//! Exponential backoff policy.
//!
//! `delay(n) = initial * multiplier^(n-1)`, capped at `max_delay`, then
//! optionally jittered by up to 30% in either direction and clamped to
//! `[0, max_delay]` again.

use std::time::Duration;

use rand::Rng;
use thiserror::Error;

/// Fraction of the capped delay used as the jitter spread.
pub const JITTER_FRACTION: f64 = 0.3;

/// Retry budget for mirror attempts.
pub const MIRROR_MAX_RETRIES: u32 = 2;

/// Invalid backoff parameters.
#[derive(Debug, Clone, PartialEq, Error)]
pub enum BackoffConfigError {
    /// The cap is below the first delay.
    #[error("max delay {max:?} is shorter than initial delay {initial:?}")]
    MaxBelowInitial {
        /// Initial delay.
        initial: Duration,
        /// Maximum delay.
        max: Duration,
    },

    /// The multiplier would shrink delays or is not a number.
    #[error("multiplier must be a finite number >= 1.0, got {0}")]
    InvalidMultiplier(f64),
}

/// Retry and backoff parameters. Immutable once built.
#[derive(Debug, Clone, PartialEq)]
pub struct BackoffConfig {
    max_retries: u32,
    initial_delay: Duration,
    max_delay: Duration,
    multiplier: f64,
    jitter: bool,
}

impl Default for BackoffConfig {
    fn default() -> Self {
        Self {
            max_retries: 3,
            initial_delay: Duration::from_secs(1),
            max_delay: Duration::from_secs(30),
            multiplier: 2.0,
            jitter: true,
        }
    }
}

impl BackoffConfig {
    /// Creates a configuration builder.
    pub fn builder() -> BackoffConfigBuilder {
        BackoffConfigBuilder::default()
    }

    /// Default policy with the reduced mirror retry budget.
    pub fn mirror() -> Self {
        Self {
            max_retries: MIRROR_MAX_RETRIES,
            ..Self::default()
        }
    }

    /// Number of retries after the first attempt.
    pub const fn max_retries(&self) -> u32 {
        self.max_retries
    }

    /// Delay before the first retry.
    pub const fn initial_delay(&self) -> Duration {
        self.initial_delay
    }

    /// Upper bound for any delay.
    pub const fn max_delay(&self) -> Duration {
        self.max_delay
    }

    /// Growth factor between consecutive delays.
    pub const fn multiplier(&self) -> f64 {
        self.multiplier
    }

    /// Whether delays are jittered.
    pub const fn jitter(&self) -> bool {
        self.jitter
    }
}

/// Builder for [`BackoffConfig`]. Unset fields take the defaults.
#[derive(Debug, Default)]
pub struct BackoffConfigBuilder {
    max_retries: Option<u32>,
    initial_delay: Option<Duration>,
    max_delay: Option<Duration>,
    multiplier: Option<f64>,
    jitter: Option<bool>,
}

impl BackoffConfigBuilder {
    /// Sets the retry budget.
    #[must_use]
    pub const fn max_retries(mut self, retries: u32) -> Self {
        self.max_retries = Some(retries);
        self
    }

    /// Sets the first delay.
    #[must_use]
    pub const fn initial_delay(mut self, delay: Duration) -> Self {
        self.initial_delay = Some(delay);
        self
    }

    /// Sets the delay cap.
    #[must_use]
    pub const fn max_delay(mut self, delay: Duration) -> Self {
        self.max_delay = Some(delay);
        self
    }

    /// Sets the growth factor.
    #[must_use]
    pub const fn multiplier(mut self, multiplier: f64) -> Self {
        self.multiplier = Some(multiplier);
        self
    }

    /// Enables or disables jitter.
    #[must_use]
    pub const fn jitter(mut self, enabled: bool) -> Self {
        self.jitter = Some(enabled);
        self
    }

    /// Builds the configuration.
    ///
    /// # Errors
    ///
    /// Fails if `max_delay < initial_delay` or the multiplier is below 1 or not finite.
    pub fn build(self) -> Result<BackoffConfig, BackoffConfigError> {
        let defaults = BackoffConfig::default();
        let config = BackoffConfig {
            max_retries: self.max_retries.unwrap_or(defaults.max_retries),
            initial_delay: self.initial_delay.unwrap_or(defaults.initial_delay),
            max_delay: self.max_delay.unwrap_or(defaults.max_delay),
            multiplier: self.multiplier.unwrap_or(defaults.multiplier),
            jitter: self.jitter.unwrap_or(defaults.jitter),
        };

        if config.max_delay < config.initial_delay {
            return Err(BackoffConfigError::MaxBelowInitial {
                initial: config.initial_delay,
                max: config.max_delay,
            });
        }
        if !config.multiplier.is_finite() || config.multiplier < 1.0 {
            return Err(BackoffConfigError::InvalidMultiplier(config.multiplier));
        }
        Ok(config)
    }
}

/// Delay before retry number `attempt` (1-based), using the thread-local RNG.
pub fn delay(attempt: u32, config: &BackoffConfig) -> Duration {
    delay_with(attempt, config, &mut rand::thread_rng())
}

/// Delay before retry number `attempt` (1-based), drawing jitter from `rng`.
///
/// Attempt `0` is treated as `1`.
pub fn delay_with<R: Rng + ?Sized>(attempt: u32, config: &BackoffConfig, rng: &mut R) -> Duration {
    let exponent = i32::try_from(attempt.max(1) - 1).unwrap_or(i32::MAX);
    let max = config.max_delay.as_secs_f64();
    let raw = config.initial_delay.as_secs_f64() * config.multiplier.powi(exponent);
    let capped = if raw.is_finite() { raw.min(max) } else { max };

    let seconds = if config.jitter && capped > 0.0 {
        let spread = capped * JITTER_FRACTION;
        (capped + rng.gen_range(-spread..=spread)).clamp(0.0, max)
    } else {
        capped
    };

    // Caps near Duration::MAX round up past its range as f64.
    Duration::try_from_secs_f64(seconds)
        .unwrap_or(config.max_delay)
        .min(config.max_delay)
}

#[cfg(test)]
mod tests {
    use super::*;
    use rand::rngs::StdRng;
    use rand::SeedableRng;

    fn no_jitter() -> BackoffConfig {
        BackoffConfig::builder().jitter(false).build().unwrap()
    }

    #[test]
    fn test_defaults() {
        let config = BackoffConfig::default();
        assert_eq!(config.max_retries(), 3);
        assert_eq!(config.initial_delay(), Duration::from_secs(1));
        assert_eq!(config.max_delay(), Duration::from_secs(30));
        assert!((config.multiplier() - 2.0).abs() < f64::EPSILON);
        assert!(config.jitter());
        assert_eq!(BackoffConfig::mirror().max_retries(), 2);
    }

    #[test]
    fn test_builder_rejects_max_below_initial() {
        let err = BackoffConfig::builder()
            .initial_delay(Duration::from_secs(10))
            .max_delay(Duration::from_secs(5))
            .build()
            .unwrap_err();
        assert!(matches!(err, BackoffConfigError::MaxBelowInitial { .. }));
    }

    #[test]
    fn test_builder_rejects_bad_multiplier() {
        for m in [0.5, f64::NAN, f64::INFINITY] {
            assert!(BackoffConfig::builder().multiplier(m).build().is_err());
        }
    }

    #[test]
    fn test_exponential_sequence() {
        let config = no_jitter();
        let delays: Vec<u64> = (1..=7).map(|n| delay(n, &config).as_secs()).collect();
        assert_eq!(delays, vec![1, 2, 4, 8, 16, 30, 30]);
    }

    #[test]
    fn test_attempt_zero_is_first_delay() {
        assert_eq!(delay(0, &no_jitter()), Duration::from_secs(1));
    }

    #[test]
    fn test_huge_attempt_is_capped() {
        assert_eq!(delay(u32::MAX, &no_jitter()), Duration::from_secs(30));
    }

    #[test]
    fn test_unbounded_cap_saturates() {
        let config = BackoffConfig::builder()
            .max_delay(Duration::MAX)
            .jitter(false)
            .build()
            .unwrap();
        assert_eq!(delay(200, &config), Duration::MAX);
        assert_eq!(delay(u32::MAX, &config), Duration::MAX);

        let jittered = BackoffConfig::builder().max_delay(Duration::MAX).build().unwrap();
        let mut rng = StdRng::seed_from_u64(3);
        for _ in 0..50 {
            assert!(delay_with(200, &jittered, &mut rng) > Duration::from_secs(1 << 40));
        }
    }

    #[test]
    fn test_jitter_within_thirty_percent() {
        let config = BackoffConfig::default();
        let mut rng = StdRng::seed_from_u64(7);
        for _ in 0..200 {
            let d = delay_with(2, &config, &mut rng).as_secs_f64();
            assert!((1.4..=2.6).contains(&d), "delay {d} outside jitter band");
        }
    }

    #[test]
    fn test_jitter_deterministic_for_seed() {
        let config = BackoffConfig::default();
        let a = delay_with(3, &config, &mut StdRng::seed_from_u64(42));
        let b = delay_with(3, &config, &mut StdRng::seed_from_u64(42));
        assert_eq!(a, b);
    }

    #[test]
    fn test_zero_initial_delay() {
        let config = BackoffConfig::builder()
            .initial_delay(Duration::ZERO)
            .build()
            .unwrap();
        assert_eq!(delay(4, &config), Duration::ZERO);
    }

    mod props {
        use super::*;
        use proptest::prelude::*;

        proptest! {
            #[test]
            fn delays_never_exceed_max(
                attempt in 0u32..64,
                initial_ms in 0u64..5_000,
                extra_ms in 0u64..60_000,
                multiplier in 1.0f64..4.0,
                seed in any::<u64>(),
            ) {
                let config = BackoffConfig::builder()
                    .initial_delay(Duration::from_millis(initial_ms))
                    .max_delay(Duration::from_millis(initial_ms + extra_ms))
                    .multiplier(multiplier)
                    .build()
                    .unwrap();
                let d = delay_with(attempt, &config, &mut StdRng::seed_from_u64(seed));
                prop_assert!(d <= config.max_delay());
            }

            #[test]
            fn delays_monotonic_without_jitter(
                attempt in 1u32..40,
                initial_ms in 0u64..5_000,
                extra_ms in 0u64..60_000,
                multiplier in 1.0f64..4.0,
            ) {
                let config = BackoffConfig::builder()
                    .initial_delay(Duration::from_millis(initial_ms))
                    .max_delay(Duration::from_millis(initial_ms + extra_ms))
                    .multiplier(multiplier)
                    .jitter(false)
                    .build()
                    .unwrap();
                prop_assert!(delay(attempt, &config) <= delay(attempt + 1, &config));
            }
        }
    }
}
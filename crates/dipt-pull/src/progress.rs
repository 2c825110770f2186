//! Byte-level transfer progress.
//!
//! A [`ProgressTracker`] is created per transfer with the expected total.
//! Its [`ProgressTransport`] wraps blob bodies in a [`ProgressReader`] that
//! counts bytes as they are read and invokes the callback synchronously.

use std::fmt;
use std::io;
use std::pin::Pin;
use std::sync::atomic::{AtomicU64, Ordering};
use std::sync::Arc;
use std::task::{Context, Poll};

use dipt_core::{EventSink, PullEvent, TransferProgress};
use tokio::io::{AsyncRead, ReadBuf};

use crate::registry::{ByteStream, Transport};

/// Progress callback, invoked on the reading path.
pub type ProgressCallback = Arc<dyn Fn(TransferProgress) + Send + Sync>;

struct TrackerState {
    downloaded: AtomicU64,
    total: u64,
    callback: ProgressCallback,
}

/// Accumulates transferred bytes against a fixed total.
#[derive(Clone)]
pub struct ProgressTracker {
    state: Arc<TrackerState>,
}

impl fmt::Debug for ProgressTracker {
    fn fmt(&self, f: &mut fmt::Formatter<'_>) -> fmt::Result {
        f.debug_struct("ProgressTracker")
            .field("progress", &self.snapshot())
            .finish_non_exhaustive()
    }
}

impl ProgressTracker {
    /// Creates a tracker reporting to `callback`.
    pub fn new(total: u64, callback: impl Fn(TransferProgress) + Send + Sync + 'static) -> Self {
        Self {
            state: Arc::new(TrackerState {
                downloaded: AtomicU64::new(0),
                total,
                callback: Arc::new(callback),
            }),
        }
    }

    /// Creates a tracker that emits [`PullEvent::Progress`] into `sink`.
    pub fn with_sink(total: u64, sink: Arc<dyn EventSink>) -> Self {
        Self::new(total, move |progress| sink.emit(PullEvent::Progress(progress)))
    }

    /// Wraps a reader so every byte read is counted.
    pub fn wrap<R: AsyncRead + Unpin>(&self, reader: R) -> ProgressReader<R> {
        ProgressReader {
            inner: reader,
            tracker: self.clone(),
        }
    }

    /// Transport that wraps blob bodies with this tracker.
    pub fn transport(&self) -> ProgressTransport {
        ProgressTransport {
            tracker: self.clone(),
        }
    }

    /// Records `bytes` more and reports the new state.
    pub fn record(&self, bytes: u64) {
        let previous = self.state.downloaded.fetch_add(bytes, Ordering::Relaxed);
        (self.state.callback)(TransferProgress {
            downloaded: previous.saturating_add(bytes),
            total: self.state.total,
        });
    }

    /// Reports `(total, total)` once the transfer has completed.
    pub fn finish(&self) {
        (self.state.callback)(TransferProgress {
            downloaded: self.state.total,
            total: self.state.total,
        });
    }

    /// Current state.
    pub fn snapshot(&self) -> TransferProgress {
        TransferProgress {
            downloaded: self.state.downloaded.load(Ordering::Relaxed),
            total: self.state.total,
        }
    }
}

/// Reader that reports every chunk it yields. Dropping it drops the inner stream.
#[derive(Debug)]
pub struct ProgressReader<R> {
    inner: R,
    tracker: ProgressTracker,
}

impl<R> ProgressReader<R> {
    /// Unwraps the inner reader.
    pub fn into_inner(self) -> R {
        self.inner
    }
}

impl<R: AsyncRead + Unpin> AsyncRead for ProgressReader<R> {
    fn poll_read(
        mut self: Pin<&mut Self>,
        cx: &mut Context<'_>,
        buf: &mut ReadBuf<'_>,
    ) -> Poll<io::Result<()>> {
        let before = buf.filled().len();
        let poll = Pin::new(&mut self.inner).poll_read(cx, buf);
        if let Poll::Ready(Ok(())) = poll {
            let read = buf.filled().len() - before;
            if read > 0 {
                self.tracker.record(read as u64);
            }
        }
        poll
    }
}

/// Formats a byte count with binary units, e.g. `1.5 MB`.
#[allow(clippy::cast_precision_loss)]
pub fn format_bytes(bytes: u64) -> String {
    const UNIT: u64 = 1024;
    const SUFFIXES: &[u8] = b"KMGTPE";
    if bytes < UNIT {
        return format!("{bytes} B");
    }
    let mut div = UNIT;
    let mut exp = 0;
    let mut n = bytes / UNIT;
    while n >= UNIT && exp + 1 < SUFFIXES.len() {
        div *= UNIT;
        exp += 1;
        n /= UNIT;
    }
    format!("{:.1} {}B", bytes as f64 / div as f64, SUFFIXES[exp] as char)
}

/// Returns true for blob download paths.
pub fn is_blob_path(path: &str) -> bool {
    path.contains("/blobs/")
}

/// Transport counting blob bodies; manifests and token requests pass through.
#[derive(Debug, Clone)]
pub struct ProgressTransport {
    tracker: ProgressTracker,
}

impl Transport for ProgressTransport {
    fn intercept(&self, path: &str, body: ByteStream) -> ByteStream {
        if is_blob_path(path) {
            Box::pin(self.tracker.wrap(body))
        } else {
            body
        }
    }
}

#[cfg(test)]
mod tests {
    use super::*;
    use parking_lot::Mutex;
    use tokio::io::AsyncReadExt;

    fn recording(total: u64) -> (ProgressTracker, Arc<Mutex<Vec<TransferProgress>>>) {
        let seen = Arc::new(Mutex::new(Vec::new()));
        let sink = Arc::clone(&seen);
        let tracker = ProgressTracker::new(total, move |p| sink.lock().push(p));
        (tracker, seen)
    }

    #[tokio::test]
    async fn test_counts_bytes_and_finishes_at_total() {
        let (tracker, seen) = recording(10);
        let mut reader = tracker.wrap(&b"0123456789"[..]);
        let mut chunk = [0u8; 4];
        let mut read = 0;
        loop {
            let n = reader.read(&mut chunk).await.unwrap();
            if n == 0 {
                break;
            }
            read += n;
        }
        tracker.finish();

        assert_eq!(read, 10);
        let seen = seen.lock();
        let counts: Vec<u64> = seen.iter().map(|p| p.downloaded).collect();
        assert_eq!(counts, vec![4, 8, 10, 10]);
        assert_eq!(
            *seen.last().unwrap(),
            TransferProgress {
                downloaded: 10,
                total: 10
            }
        );
    }

    #[tokio::test]
    async fn test_zero_total_reports_bytes_without_percent() {
        let (tracker, seen) = recording(0);
        let mut out = Vec::new();
        tracker.wrap(&b"abc"[..]).read_to_end(&mut out).await.unwrap();

        let last = *seen.lock().last().unwrap();
        assert_eq!(last.downloaded, 3);
        assert_eq!(last.percent(), None);
    }

    #[tokio::test]
    async fn test_transport_only_wraps_blobs() {
        let (tracker, seen) = recording(5);
        let transport = tracker.transport();

        let mut out = Vec::new();
        transport
            .intercept("/v2/library/nginx/manifests/latest", Box::pin(&b"{}"[..]))
            .read_to_end(&mut out)
            .await
            .unwrap();
        assert!(seen.lock().is_empty());

        out.clear();
        transport
            .intercept("/v2/library/nginx/blobs/sha256:01", Box::pin(&b"layer"[..]))
            .read_to_end(&mut out)
            .await
            .unwrap();
        assert_eq!(tracker.snapshot().downloaded, 5);
    }

    #[test]
    fn test_format_bytes() {
        assert_eq!(format_bytes(0), "0 B");
        assert_eq!(format_bytes(1023), "1023 B");
        assert_eq!(format_bytes(1536), "1.5 KB");
        assert_eq!(format_bytes(5 * 1024 * 1024), "5.0 MB");
        assert_eq!(format_bytes(u64::MAX), "16.0 EB");
    }

    #[test]
    fn test_blob_paths() {
        assert!(is_blob_path("/v2/library/redis/blobs/sha256:abc"));
        assert!(!is_blob_path("/v2/library/redis/manifests/7"));
        assert!(!is_blob_path("/token"));
    }
}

■ Assigned task: Only the number is needed: count the lines of the material that include "Unpin".

■ Solution to the exercise: 2